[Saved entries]
/---

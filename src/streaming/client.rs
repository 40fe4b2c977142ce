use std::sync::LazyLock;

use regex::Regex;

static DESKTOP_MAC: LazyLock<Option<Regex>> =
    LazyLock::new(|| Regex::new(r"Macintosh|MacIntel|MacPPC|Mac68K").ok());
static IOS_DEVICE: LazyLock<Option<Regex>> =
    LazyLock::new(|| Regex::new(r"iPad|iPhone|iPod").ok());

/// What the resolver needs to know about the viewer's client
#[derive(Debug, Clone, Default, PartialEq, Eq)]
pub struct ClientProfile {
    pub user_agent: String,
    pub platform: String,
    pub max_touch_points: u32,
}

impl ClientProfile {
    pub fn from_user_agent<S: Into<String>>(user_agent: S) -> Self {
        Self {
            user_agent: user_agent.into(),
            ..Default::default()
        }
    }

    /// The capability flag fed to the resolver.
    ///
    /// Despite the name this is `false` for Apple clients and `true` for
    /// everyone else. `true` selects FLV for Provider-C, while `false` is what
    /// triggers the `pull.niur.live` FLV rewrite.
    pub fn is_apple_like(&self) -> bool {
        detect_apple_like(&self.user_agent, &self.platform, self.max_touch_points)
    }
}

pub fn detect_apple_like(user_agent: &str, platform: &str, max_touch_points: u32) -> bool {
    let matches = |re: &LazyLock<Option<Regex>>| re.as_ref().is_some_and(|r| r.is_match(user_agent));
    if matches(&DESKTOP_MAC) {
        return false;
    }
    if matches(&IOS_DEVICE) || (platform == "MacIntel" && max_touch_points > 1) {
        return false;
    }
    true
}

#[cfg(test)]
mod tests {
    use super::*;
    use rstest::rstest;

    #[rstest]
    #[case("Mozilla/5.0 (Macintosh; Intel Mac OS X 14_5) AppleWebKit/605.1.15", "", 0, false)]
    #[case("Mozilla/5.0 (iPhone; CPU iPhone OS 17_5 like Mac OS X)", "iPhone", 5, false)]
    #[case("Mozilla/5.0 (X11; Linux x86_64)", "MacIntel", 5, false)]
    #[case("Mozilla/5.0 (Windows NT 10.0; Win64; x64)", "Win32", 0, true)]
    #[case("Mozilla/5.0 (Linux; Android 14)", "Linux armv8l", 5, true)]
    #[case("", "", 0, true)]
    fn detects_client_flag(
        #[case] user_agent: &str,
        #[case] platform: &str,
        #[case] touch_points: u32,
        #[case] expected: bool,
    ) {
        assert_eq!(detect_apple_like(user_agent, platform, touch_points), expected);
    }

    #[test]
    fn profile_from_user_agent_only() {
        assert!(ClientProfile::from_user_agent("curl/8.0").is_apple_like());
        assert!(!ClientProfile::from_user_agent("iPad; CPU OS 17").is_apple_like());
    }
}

\---

Task goal >> Return each line from the entries above that includes "expected".

Response area >>
        #[case] expected: bool,
        assert_eq!(detect_apple_like(user_agent, platform, touch_points), expected);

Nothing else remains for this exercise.